====== Task material ======
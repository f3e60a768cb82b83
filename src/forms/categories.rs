use chrono::Utc;
use serde::Deserialize;
use thiserror::Error;
use validator::{Validate, ValidationErrors};

use crate::domain::category::NewCategory;
use crate::domain::types::{CategoryName, TypeConstraintError};

#[derive(Deserialize, Validate)]
pub struct AddCategoryForm {
    #[validate(length(min = 1, max = 100))]
    pub name: String,
}

#[derive(Debug, Clone, PartialEq)]
pub struct AddCategoryFormPayload {
    pub name: CategoryName,
}

impl AddCategoryFormPayload {
    pub fn into_new_category(self) -> NewCategory {
        let now = Utc::now().naive_utc();
        NewCategory {
            name: self.name,
            created_at: now,
            updated_at: now,
        }
    }
}

#[derive(Deserialize, Validate)]
pub struct RenameCategoryForm {
    #[validate(length(min = 1, max = 100))]
    pub name: String,
}

#[derive(Debug, Clone, PartialEq)]
pub struct RenameCategoryFormPayload {
    pub name: CategoryName,
}

#[derive(Debug, Error)]
pub enum CategoryFormError {
    #[error("Category form validation failed: {0}")]
    Validation(String),
    #[error("Category form contains invalid data: {0}")]
    TypeConstraint(String),
}

impl From<ValidationErrors> for CategoryFormError {
    fn from(value: ValidationErrors) -> Self {
        Self::Validation(value.to_string())
    }
}

impl From<TypeConstraintError> for CategoryFormError {
    fn from(value: TypeConstraintError) -> Self {
        Self::TypeConstraint(value.to_string())
    }
}

impl TryFrom<AddCategoryForm> for AddCategoryFormPayload {
    type Error = CategoryFormError;

    fn try_from(value: AddCategoryForm) -> Result<Self, Self::Error> {
        value.validate()?;
        Ok(Self {
            name: CategoryName::new(value.name)?,
        })
    }
}

impl TryFrom<RenameCategoryForm> for RenameCategoryFormPayload {
    type Error = CategoryFormError;

    fn try_from(value: RenameCategoryForm) -> Result<Self, Self::Error> {
        value.validate()?;
        Ok(Self {
            name: CategoryName::new(value.name)?,
        })
    }
}

#[cfg(test)]
mod tests {
    use super::*;

    #[test]
    fn add_category_trims_name() {
        let form = AddCategoryForm {
            name: "  Web Development ".to_string(),
        };

        let payload: AddCategoryFormPayload = form.try_into().unwrap();
        assert_eq!(payload.name.as_str(), "Web Development");
    }

    #[test]
    fn whitespace_only_name_is_rejected() {
        let form = AddCategoryForm {
            name: "   ".to_string(),
        };

        let payload: Result<AddCategoryFormPayload, _> = form.try_into();
        assert!(matches!(payload, Err(CategoryFormError::TypeConstraint(_))));
    }

    #[test]
    fn empty_rename_is_rejected() {
        let form = RenameCategoryForm {
            name: String::new(),
        };

        let payload: Result<RenameCategoryFormPayload, _> = form.try_into();
        assert!(matches!(payload, Err(CategoryFormError::Validation(_))));
    }
}
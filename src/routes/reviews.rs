use actix_web::{Responder, get, post, web};
use actix_web_flash_messages::{FlashMessage, IncomingFlashMessages};
use tera::Tera;

use crate::auth::AdminUser;
use crate::domain::types::{ReviewId, ReviewStatus};
use crate::forms::reviews::{ReviewFilterQuery, ReviewStatusForm};
use crate::models::config::ServerConfig;
use crate::repository::PortfolioStore;
use crate::routes::{base_context, flash_error, redirect, render_error, render_template};
use crate::services::reviews::{
    delete_review as delete_review_service, set_status as set_status_service,
    show_reviews as show_reviews_service,
};

const REVIEWS_PAGE: &str = "/admin/reviews";
const NOT_FOUND: &str = "Review not found.";

#[get("/admin/reviews")]
pub async fn show_reviews(
    params: web::Query<ReviewFilterQuery>,
    _admin: AdminUser,
    flash_messages: IncomingFlashMessages,
    repo: web::Data<dyn PortfolioStore>,
    server_config: web::Data<ServerConfig>,
    tera: web::Data<Tera>,
) -> impl Responder {
    let mut context = base_context(
        &flash_messages,
        true,
        "reviews",
        server_config.alert_dismiss_seconds,
    );

    match show_reviews_service(&params, repo.get_ref()) {
        Ok(reviews) => {
            context.insert("reviews", &reviews);
            context.insert("status", &params.status().map(ReviewStatus::as_str));
            render_template(&tera, "admin/reviews.html", &context)
        }
        Err(err) => render_error(&tera, context, &err, NOT_FOUND),
    }
}

#[post("/admin/reviews/{review_id}/status")]
pub async fn set_status(
    review_id: web::Path<String>,
    _admin: AdminUser,
    repo: web::Data<dyn PortfolioStore>,
    web::Form(form): web::Form<ReviewStatusForm>,
) -> impl Responder {
    let status: ReviewStatus = match form.try_into() {
        Ok(status) => status,
        Err(e) => {
            FlashMessage::error(e.to_string()).send();
            return redirect(REVIEWS_PAGE);
        }
    };

    let review_id = match ReviewId::new(review_id.into_inner()) {
        Ok(id) => id,
        Err(e) => {
            FlashMessage::error(e.to_string()).send();
            return redirect(REVIEWS_PAGE);
        }
    };

    match set_status_service(&review_id, status, repo.get_ref()) {
        Ok(()) => FlashMessage::success(format!("Review marked {status}.")).send(),
        Err(err) => flash_error(&err, NOT_FOUND),
    }

    redirect(REVIEWS_PAGE)
}

#[post("/admin/reviews/{review_id}/delete")]
pub async fn delete_review(
    review_id: web::Path<String>,
    _admin: AdminUser,
    repo: web::Data<dyn PortfolioStore>,
) -> impl Responder {
    let review_id = match ReviewId::new(review_id.into_inner()) {
        Ok(id) => id,
        Err(e) => {
            FlashMessage::error(e.to_string()).send();
            return redirect(REVIEWS_PAGE);
        }
    };

    match delete_review_service(&review_id, repo.get_ref()) {
        Ok(()) => FlashMessage::success("Review deleted.").send(),
        Err(err) => flash_error(&err, NOT_FOUND),
    }

    redirect(REVIEWS_PAGE)
}
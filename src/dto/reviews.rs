use serde::Serialize;

use crate::domain::review::Review;

#[derive(Debug, Clone, PartialEq, Serialize)]
pub struct ReviewDto {
    pub id: String,
    pub name: String,
    pub email: String,
    pub company: Option<String>,
    pub rating: i32,
    pub review: String,
    pub status: String,
    /// Derived from `status`, never stored on its own.
    pub approved: bool,
    pub created_at: String,
}

impl From<Review> for ReviewDto {
    fn from(value: Review) -> Self {
        Self {
            id: value.id.into_inner(),
            name: value.name.into_inner(),
            email: value.email.into_inner(),
            company: value.company.map(|c| c.into_inner()),
            rating: value.rating.get(),
            review: value.body.into_inner(),
            status: value.status.as_str().to_string(),
            approved: value.status.is_approved(),
            created_at: value.created_at.format("%Y-%m-%d").to_string(),
        }
    }
}

/// Public testimonials page.
#[derive(Debug, Clone, PartialEq, Serialize)]
pub struct ReviewSummaryDto {
    pub reviews: Vec<ReviewDto>,
    /// Mean rating rounded to one decimal; `None` without reviews.
    pub average_rating: Option<f64>,
}

impl ReviewSummaryDto {
    pub fn new(reviews: Vec<Review>) -> Self {
        let average_rating = (!reviews.is_empty()).then(|| {
            let total: i32 = reviews.iter().map(|r| r.rating.get()).sum();
            let mean = f64::from(total) / reviews.len() as f64;
            (mean * 10.0).round() / 10.0
        });

        Self {
            reviews: reviews.into_iter().map(ReviewDto::from).collect(),
            average_rating,
        }
    }
}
======
#### Problem requirements:
All entries are to be printed once more, exactly as given.

#### Solution:
repository f3e60a768cb82b83
filename src/forms/categories.rs
use chrono::Utc;
use serde::Deserialize;
use thiserror::Error;
use validator::{Validate, ValidationErrors};

use crate::domain::category::NewCategory;
use crate::domain::types::{CategoryName, TypeConstraintError};

#[derive(Deserialize, Validate)]
pub struct AddCategoryForm {
    #[validate(length(min = 1, max = 100))]
    pub name: String,
}

#[derive(Debug, Clone, PartialEq)]
pub struct AddCategoryFormPayload {
    pub name: CategoryName,
}

impl AddCategoryFormPayload {
    pub fn into_new_category(self) -> NewCategory {
        let now = Utc::now().naive_utc();
        NewCategory {
            name: self.name,
            created_at: now,
            updated_at: now,
        }
    }
}

#[derive(Deserialize, Validate)]
pub struct RenameCategoryForm {
    #[validate(length(min = 1, max = 100))]
    pub name: String,
}

#[derive(Debug, Clone, PartialEq)]
pub struct RenameCategoryFormPayload {
    pub name: CategoryName,
}

#[derive(Debug, Error)]
pub enum CategoryFormError {
    #[error("Category form validation failed: {0}")]
    Validation(String),
    #[error("Category form contains invalid data: {0}")]
    TypeConstraint(String),
}

impl From<ValidationErrors> for CategoryFormError {
    fn from(value: ValidationErrors) -> Self {
        Self::Validation(value.to_string())
    }
}

impl From<TypeConstraintError> for CategoryFormError {
    fn from(value: TypeConstraintError) -> Self {
        Self::TypeConstraint(value.to_string())
    }
}

impl TryFrom<AddCategoryForm> for AddCategoryFormPayload {
    type Error = CategoryFormError;

    fn try_from(value: AddCategoryForm) -> Result<Self, Self::Error> {
        value.validate()?;
        Ok(Self {
            name: CategoryName::new(value.name)?,
        })
    }
}

impl TryFrom<RenameCategoryForm> for RenameCategoryFormPayload {
    type Error = CategoryFormError;

    fn try_from(value: RenameCategoryForm) -> Result<Self, Self::Error> {
        value.validate()?;
        Ok(Self {
            name: CategoryName::new(value.name)?,
        })
    }
}

#[cfg(test)]
mod tests {
    use super::*;

    #[test]
    fn add_category_trims_name() {
        let form = AddCategoryForm {
            name: "  Web Development ".to_string(),
        };

        let payload: AddCategoryFormPayload = form.try_into().unwrap();
        assert_eq!(payload.name.as_str(), "Web Development");
    }

    #[test]
    fn whitespace_only_name_is_rejected() {
        let form = AddCategoryForm {
            name: "   ".to_string(),
        };

        let payload: Result<AddCategoryFormPayload, _> = form.try_into();
        assert!(matches!(payload, Err(CategoryFormError::TypeConstraint(_))));
    }

    #[test]
    fn empty_rename_is_rejected() {
        let form = RenameCategoryForm {
            name: String::new(),
        };

        let payload: Result<RenameCategoryFormPayload, _> = form.try_into();
        assert!(matches!(payload, Err(CategoryFormError::Validation(_))));
    }
}
filename src/routes/reviews.rs
use actix_web::{Responder, get, post, web};
use actix_web_flash_messages::{FlashMessage, IncomingFlashMessages};
use tera::Tera;

use crate::auth::AdminUser;
use crate::domain::types::{ReviewId, ReviewStatus};
use crate::forms::reviews::{ReviewFilterQuery, ReviewStatusForm};
use crate::models::config::ServerConfig;
use crate::repository::PortfolioStore;
use crate::routes::{base_context, flash_error, redirect, render_error, render_template};
use crate::services::reviews::{
    delete_review as delete_review_service, set_status as set_status_service,
    show_reviews as show_reviews_service,
};

const REVIEWS_PAGE: &str = "/admin/reviews";
const NOT_FOUND: &str = "Review not found.";

#[get("/admin/reviews")]
pub async fn show_reviews(
    params: web::Query<ReviewFilterQuery>,
    _admin: AdminUser,
    flash_messages: IncomingFlashMessages,
    repo: web::Data<dyn PortfolioStore>,
    server_config: web::Data<ServerConfig>,
    tera: web::Data<Tera>,
) -> impl Responder {
    let mut context = base_context(
        &flash_messages,
        true,
        "reviews",
        server_config.alert_dismiss_seconds,
    );

    match show_reviews_service(&params, repo.get_ref()) {
        Ok(reviews) => {
            context.insert("reviews", &reviews);
            context.insert("status", &params.status().map(ReviewStatus::as_str));
            render_template(&tera, "admin/reviews.html", &context)
        }
        Err(err) => render_error(&tera, context, &err, NOT_FOUND),
    }
}

#[post("/admin/reviews/{review_id}/status")]
pub async fn set_status(
    review_id: web::Path<String>,
    _admin: AdminUser,
    repo: web::Data<dyn PortfolioStore>,
    web::Form(form): web::Form<ReviewStatusForm>,
) -> impl Responder {
    let status: ReviewStatus = match form.try_into() {
        Ok(status) => status,
        Err(e) => {
            FlashMessage::error(e.to_string()).send();
            return redirect(REVIEWS_PAGE);
        }
    };

    let review_id = match ReviewId::new(review_id.into_inner()) {
        Ok(id) => id,
        Err(e) => {
            FlashMessage::error(e.to_string()).send();
            return redirect(REVIEWS_PAGE);
        }
    };

    match set_status_service(&review_id, status, repo.get_ref()) {
        Ok(()) => FlashMessage::success(format!("Review marked {status}.")).send(),
        Err(err) => flash_error(&err, NOT_FOUND),
    }

    redirect(REVIEWS_PAGE)
}

#[post("/admin/reviews/{review_id}/delete")]
pub async fn delete_review(
    review_id: web::Path<String>,
    _admin: AdminUser,
    repo: web::Data<dyn PortfolioStore>,
) -> impl Responder {
    let review_id = match ReviewId::new(review_id.into_inner()) {
        Ok(id) => id,
        Err(e) => {
            FlashMessage::error(e.to_string()).send();
            return redirect(REVIEWS_PAGE);
        }
    };

    match delete_review_service(&review_id, repo.get_ref()) {
        Ok(()) => FlashMessage::success("Review deleted.").send(),
        Err(err) => flash_error(&err, NOT_FOUND),
    }

    redirect(REVIEWS_PAGE)
}
filename src/dto/reviews.rs
use serde::Serialize;

use crate::domain::review::Review;

#[derive(Debug, Clone, PartialEq, Serialize)]
pub struct ReviewDto {
    pub id: String,
    pub name: String,
    pub email: String,
    pub company: Option<String>,
    pub rating: i32,
    pub review: String,
    pub status: String,
    /// Derived from `status`, never stored on its own.
    pub approved: bool,
    pub created_at: String,
}

impl From<Review> for ReviewDto {
    fn from(value: Review) -> Self {
        Self {
            id: value.id.into_inner(),
            name: value.name.into_inner(),
            email: value.email.into_inner(),
            company: value.company.map(|c| c.into_inner()),
            rating: value.rating.get(),
            review: value.body.into_inner(),
            status: value.status.as_str().to_string(),
            approved: value.status.is_approved(),
            created_at: value.created_at.format("%Y-%m-%d").to_string(),
        }
    }
}

/// Public testimonials page.
#[derive(Debug, Clone, PartialEq, Serialize)]
pub struct ReviewSummaryDto {
    pub reviews: Vec<ReviewDto>,
    /// Mean rating rounded to one decimal; `None` without reviews.
    pub average_rating: Option<f64>,
}

impl ReviewSummaryDto {
    pub fn new(reviews: Vec<Review>) -> Self {
        let average_rating = (!reviews.is_empty()).then(|| {
            let total: i32 = reviews.iter().map(|r| r.rating.get()).sum();
            let mean = f64::from(total) / reviews.len() as f64;
            (mean * 10.0).round() / 10.0
        });

        Self {
            reviews: reviews.into_iter().map(ReviewDto::from).collect(),
            average_rating,
        }
    }
}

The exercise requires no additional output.